**Task objective:**
What lines in the data hold the string "DefaultBodyLimit"? Show them.

Stored items from a collection:
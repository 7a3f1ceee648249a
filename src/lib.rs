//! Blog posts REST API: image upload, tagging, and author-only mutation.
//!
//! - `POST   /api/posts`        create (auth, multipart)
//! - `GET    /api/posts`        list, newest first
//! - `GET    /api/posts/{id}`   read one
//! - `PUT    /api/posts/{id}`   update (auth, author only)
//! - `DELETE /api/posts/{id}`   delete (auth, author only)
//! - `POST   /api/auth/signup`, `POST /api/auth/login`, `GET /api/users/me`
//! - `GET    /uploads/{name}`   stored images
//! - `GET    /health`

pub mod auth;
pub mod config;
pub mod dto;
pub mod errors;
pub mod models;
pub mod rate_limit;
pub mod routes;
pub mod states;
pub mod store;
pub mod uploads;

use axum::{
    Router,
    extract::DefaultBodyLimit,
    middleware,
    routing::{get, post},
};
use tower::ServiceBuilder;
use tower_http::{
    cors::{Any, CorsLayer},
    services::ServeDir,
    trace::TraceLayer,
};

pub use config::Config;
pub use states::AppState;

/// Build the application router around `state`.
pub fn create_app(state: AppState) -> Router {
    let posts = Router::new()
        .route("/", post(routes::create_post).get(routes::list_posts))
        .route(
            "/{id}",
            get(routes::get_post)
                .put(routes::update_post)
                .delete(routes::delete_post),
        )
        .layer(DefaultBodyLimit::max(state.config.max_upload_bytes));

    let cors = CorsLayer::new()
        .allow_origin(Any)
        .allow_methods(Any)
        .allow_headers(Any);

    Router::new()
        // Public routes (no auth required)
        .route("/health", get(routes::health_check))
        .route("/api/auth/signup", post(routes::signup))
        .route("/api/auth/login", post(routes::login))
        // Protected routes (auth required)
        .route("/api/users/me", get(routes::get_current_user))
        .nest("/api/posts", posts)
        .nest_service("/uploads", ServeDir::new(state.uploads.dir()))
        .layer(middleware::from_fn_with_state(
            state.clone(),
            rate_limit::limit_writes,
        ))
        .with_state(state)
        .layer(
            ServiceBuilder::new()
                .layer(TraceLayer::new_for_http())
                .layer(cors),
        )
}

**Solution for this problem:**
    extract::DefaultBodyLimit,
        .layer(DefaultBodyLimit::max(state.config.max_upload_bytes));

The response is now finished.